- Supplied records -
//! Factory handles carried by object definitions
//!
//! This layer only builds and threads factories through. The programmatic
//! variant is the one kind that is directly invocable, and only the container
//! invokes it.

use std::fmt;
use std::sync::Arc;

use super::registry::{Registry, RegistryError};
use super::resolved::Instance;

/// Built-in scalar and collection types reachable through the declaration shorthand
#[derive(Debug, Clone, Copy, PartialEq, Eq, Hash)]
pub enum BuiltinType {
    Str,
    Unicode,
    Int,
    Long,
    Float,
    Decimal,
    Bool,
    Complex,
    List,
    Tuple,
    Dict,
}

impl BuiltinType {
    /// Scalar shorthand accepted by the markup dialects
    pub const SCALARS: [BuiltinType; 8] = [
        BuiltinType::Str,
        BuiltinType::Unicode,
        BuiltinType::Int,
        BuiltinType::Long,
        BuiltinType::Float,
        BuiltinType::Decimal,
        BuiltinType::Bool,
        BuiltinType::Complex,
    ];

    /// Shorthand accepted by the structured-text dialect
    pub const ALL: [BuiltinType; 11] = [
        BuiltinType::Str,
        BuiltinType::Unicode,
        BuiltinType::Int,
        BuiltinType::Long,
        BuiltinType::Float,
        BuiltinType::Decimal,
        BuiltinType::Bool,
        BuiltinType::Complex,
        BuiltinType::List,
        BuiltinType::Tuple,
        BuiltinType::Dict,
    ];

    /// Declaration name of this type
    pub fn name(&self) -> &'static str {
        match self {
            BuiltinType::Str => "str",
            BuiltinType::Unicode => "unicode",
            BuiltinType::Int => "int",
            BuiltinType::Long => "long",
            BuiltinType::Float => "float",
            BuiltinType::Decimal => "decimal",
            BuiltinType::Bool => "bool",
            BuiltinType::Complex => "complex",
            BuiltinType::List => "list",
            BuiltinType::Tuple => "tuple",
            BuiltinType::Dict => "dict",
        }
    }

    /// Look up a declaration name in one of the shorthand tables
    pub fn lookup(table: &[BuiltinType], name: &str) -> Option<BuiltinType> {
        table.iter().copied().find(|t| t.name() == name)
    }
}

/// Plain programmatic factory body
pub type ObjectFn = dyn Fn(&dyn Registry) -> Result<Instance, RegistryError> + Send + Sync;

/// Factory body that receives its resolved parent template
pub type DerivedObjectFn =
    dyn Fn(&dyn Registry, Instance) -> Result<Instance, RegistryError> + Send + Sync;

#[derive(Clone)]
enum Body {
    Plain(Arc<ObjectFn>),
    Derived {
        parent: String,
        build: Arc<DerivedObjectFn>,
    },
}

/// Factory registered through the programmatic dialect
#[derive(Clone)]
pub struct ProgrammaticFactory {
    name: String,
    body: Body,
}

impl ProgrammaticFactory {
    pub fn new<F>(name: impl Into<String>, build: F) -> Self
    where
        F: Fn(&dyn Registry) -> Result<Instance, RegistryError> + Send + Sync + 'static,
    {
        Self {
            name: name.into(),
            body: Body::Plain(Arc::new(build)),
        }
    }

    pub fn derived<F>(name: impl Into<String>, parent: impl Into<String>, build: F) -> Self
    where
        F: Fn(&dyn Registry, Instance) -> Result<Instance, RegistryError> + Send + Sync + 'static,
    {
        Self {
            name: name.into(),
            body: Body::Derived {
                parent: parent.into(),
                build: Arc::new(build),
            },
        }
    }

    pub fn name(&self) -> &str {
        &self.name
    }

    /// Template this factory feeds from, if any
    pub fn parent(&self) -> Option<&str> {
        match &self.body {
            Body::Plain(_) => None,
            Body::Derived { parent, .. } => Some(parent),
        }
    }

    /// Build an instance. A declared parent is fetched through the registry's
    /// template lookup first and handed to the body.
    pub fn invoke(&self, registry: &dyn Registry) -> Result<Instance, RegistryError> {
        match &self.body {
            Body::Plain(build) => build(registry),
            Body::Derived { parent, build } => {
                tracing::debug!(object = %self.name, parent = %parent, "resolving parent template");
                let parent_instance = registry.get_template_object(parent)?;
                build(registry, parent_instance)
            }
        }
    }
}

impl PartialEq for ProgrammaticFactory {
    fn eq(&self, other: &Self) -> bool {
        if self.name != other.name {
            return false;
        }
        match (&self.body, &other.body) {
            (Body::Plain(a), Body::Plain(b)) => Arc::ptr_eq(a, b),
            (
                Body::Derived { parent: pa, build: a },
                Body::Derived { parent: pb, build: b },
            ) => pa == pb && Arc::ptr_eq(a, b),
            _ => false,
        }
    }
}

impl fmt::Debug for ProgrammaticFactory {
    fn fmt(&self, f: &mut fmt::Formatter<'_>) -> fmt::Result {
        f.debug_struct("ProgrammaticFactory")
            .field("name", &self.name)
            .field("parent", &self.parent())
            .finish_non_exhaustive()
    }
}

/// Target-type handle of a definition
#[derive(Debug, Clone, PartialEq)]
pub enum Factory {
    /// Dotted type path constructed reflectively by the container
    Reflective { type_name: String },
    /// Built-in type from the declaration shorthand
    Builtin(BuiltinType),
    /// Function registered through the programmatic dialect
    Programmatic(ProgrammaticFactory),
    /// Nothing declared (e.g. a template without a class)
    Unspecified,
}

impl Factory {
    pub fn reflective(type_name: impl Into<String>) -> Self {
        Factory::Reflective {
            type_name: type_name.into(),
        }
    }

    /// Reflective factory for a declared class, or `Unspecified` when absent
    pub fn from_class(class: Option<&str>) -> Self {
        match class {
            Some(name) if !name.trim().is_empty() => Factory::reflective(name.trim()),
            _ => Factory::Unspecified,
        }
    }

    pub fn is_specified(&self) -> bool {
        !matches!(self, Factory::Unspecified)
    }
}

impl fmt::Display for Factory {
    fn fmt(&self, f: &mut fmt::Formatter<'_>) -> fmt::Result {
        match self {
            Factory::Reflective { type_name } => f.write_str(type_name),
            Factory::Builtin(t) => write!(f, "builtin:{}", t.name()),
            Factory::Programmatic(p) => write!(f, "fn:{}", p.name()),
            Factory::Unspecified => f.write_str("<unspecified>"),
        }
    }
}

- Instructions for the task -
Copy out each line of the material that holds the word "DerivedObjectFn".

- Exercise response -
pub type DerivedObjectFn =
        build: Arc<DerivedObjectFn>,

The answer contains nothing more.